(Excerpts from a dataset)
"""

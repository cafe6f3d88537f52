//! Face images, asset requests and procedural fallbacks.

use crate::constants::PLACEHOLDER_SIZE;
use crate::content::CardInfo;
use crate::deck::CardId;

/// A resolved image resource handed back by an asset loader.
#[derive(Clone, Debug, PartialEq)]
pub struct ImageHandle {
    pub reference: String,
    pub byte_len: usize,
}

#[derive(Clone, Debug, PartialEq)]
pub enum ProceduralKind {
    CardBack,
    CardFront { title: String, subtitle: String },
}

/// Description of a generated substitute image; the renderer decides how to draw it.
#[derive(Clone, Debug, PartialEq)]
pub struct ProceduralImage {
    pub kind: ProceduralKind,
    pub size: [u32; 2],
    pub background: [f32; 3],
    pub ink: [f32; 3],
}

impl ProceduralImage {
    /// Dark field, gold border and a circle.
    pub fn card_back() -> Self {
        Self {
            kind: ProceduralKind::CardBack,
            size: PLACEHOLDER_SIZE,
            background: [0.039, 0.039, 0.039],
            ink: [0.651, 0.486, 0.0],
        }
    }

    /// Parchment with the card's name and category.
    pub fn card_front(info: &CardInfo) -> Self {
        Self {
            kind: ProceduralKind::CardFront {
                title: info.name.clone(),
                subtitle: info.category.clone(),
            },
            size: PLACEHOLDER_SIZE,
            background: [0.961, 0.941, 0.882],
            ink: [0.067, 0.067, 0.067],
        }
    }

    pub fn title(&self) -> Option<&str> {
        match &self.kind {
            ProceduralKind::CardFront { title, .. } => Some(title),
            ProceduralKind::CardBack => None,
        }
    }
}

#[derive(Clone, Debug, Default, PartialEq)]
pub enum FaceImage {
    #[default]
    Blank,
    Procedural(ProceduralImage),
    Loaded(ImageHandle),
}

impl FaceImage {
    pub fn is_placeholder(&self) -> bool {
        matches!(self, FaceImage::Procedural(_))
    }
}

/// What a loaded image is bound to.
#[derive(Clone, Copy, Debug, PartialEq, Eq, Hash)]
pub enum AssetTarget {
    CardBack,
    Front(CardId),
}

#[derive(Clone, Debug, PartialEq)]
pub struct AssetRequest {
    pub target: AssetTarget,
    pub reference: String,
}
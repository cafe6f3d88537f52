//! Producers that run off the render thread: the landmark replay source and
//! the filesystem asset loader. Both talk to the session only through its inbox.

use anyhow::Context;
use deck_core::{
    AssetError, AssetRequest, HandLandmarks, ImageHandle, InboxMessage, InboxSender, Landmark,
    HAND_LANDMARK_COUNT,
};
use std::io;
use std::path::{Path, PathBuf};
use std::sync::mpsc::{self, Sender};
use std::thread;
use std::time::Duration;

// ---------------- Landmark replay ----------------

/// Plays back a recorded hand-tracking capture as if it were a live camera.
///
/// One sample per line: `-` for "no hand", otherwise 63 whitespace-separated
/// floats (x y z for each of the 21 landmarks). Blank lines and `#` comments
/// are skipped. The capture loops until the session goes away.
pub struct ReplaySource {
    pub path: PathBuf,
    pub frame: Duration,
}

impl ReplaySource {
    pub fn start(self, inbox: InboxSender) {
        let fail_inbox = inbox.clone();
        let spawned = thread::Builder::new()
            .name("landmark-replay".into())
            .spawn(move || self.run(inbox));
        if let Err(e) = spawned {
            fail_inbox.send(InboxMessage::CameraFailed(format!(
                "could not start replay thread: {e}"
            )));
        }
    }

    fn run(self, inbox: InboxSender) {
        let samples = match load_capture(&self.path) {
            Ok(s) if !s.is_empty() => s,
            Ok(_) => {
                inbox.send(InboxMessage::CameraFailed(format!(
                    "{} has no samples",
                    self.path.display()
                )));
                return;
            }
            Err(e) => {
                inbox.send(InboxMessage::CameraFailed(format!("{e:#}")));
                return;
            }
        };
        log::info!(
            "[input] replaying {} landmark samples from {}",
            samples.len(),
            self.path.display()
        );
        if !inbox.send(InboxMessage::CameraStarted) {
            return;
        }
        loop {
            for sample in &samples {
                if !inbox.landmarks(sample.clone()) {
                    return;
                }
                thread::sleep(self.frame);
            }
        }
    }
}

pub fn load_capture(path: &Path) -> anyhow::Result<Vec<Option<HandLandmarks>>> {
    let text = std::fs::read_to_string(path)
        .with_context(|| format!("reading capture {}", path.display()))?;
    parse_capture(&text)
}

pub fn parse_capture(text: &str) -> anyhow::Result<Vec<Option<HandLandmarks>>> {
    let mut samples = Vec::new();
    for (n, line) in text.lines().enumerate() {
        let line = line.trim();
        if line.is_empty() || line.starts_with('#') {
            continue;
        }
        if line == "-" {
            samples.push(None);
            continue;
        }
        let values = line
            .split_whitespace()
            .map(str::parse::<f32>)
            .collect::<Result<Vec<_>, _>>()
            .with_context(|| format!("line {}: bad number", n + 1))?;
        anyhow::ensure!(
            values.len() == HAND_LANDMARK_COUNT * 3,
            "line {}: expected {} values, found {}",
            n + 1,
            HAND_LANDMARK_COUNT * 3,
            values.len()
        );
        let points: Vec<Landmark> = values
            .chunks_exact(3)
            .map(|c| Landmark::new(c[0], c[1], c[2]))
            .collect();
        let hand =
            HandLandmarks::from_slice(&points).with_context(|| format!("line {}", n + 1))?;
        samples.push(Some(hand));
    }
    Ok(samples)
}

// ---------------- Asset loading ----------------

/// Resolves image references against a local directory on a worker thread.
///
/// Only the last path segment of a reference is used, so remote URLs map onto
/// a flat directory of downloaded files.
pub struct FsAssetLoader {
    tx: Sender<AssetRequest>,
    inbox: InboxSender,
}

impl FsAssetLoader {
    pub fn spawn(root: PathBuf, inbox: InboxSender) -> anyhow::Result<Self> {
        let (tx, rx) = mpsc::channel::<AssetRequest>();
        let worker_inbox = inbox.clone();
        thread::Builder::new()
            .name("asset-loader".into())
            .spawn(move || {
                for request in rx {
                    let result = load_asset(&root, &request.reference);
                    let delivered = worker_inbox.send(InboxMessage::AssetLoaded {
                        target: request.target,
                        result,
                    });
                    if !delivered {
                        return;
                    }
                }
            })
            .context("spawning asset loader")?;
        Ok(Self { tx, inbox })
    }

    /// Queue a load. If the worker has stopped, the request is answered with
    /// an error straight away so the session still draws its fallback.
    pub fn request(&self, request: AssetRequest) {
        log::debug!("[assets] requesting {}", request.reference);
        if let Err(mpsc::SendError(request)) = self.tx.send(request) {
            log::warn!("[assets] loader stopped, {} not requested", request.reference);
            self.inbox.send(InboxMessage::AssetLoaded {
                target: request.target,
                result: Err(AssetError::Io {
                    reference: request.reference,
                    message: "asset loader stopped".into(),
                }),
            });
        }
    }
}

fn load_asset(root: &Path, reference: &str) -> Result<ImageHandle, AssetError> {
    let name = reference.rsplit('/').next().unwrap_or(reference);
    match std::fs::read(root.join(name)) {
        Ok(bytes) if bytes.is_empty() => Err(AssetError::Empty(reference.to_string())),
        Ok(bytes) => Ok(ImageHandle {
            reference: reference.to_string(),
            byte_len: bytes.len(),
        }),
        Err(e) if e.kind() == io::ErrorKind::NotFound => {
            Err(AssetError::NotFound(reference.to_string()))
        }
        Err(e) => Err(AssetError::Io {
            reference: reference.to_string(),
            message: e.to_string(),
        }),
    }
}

"""

▸ **Task to carry out**: The reply should consist of one number, the count of lines above with the string "category" in them.

▸ **Solution below**: 2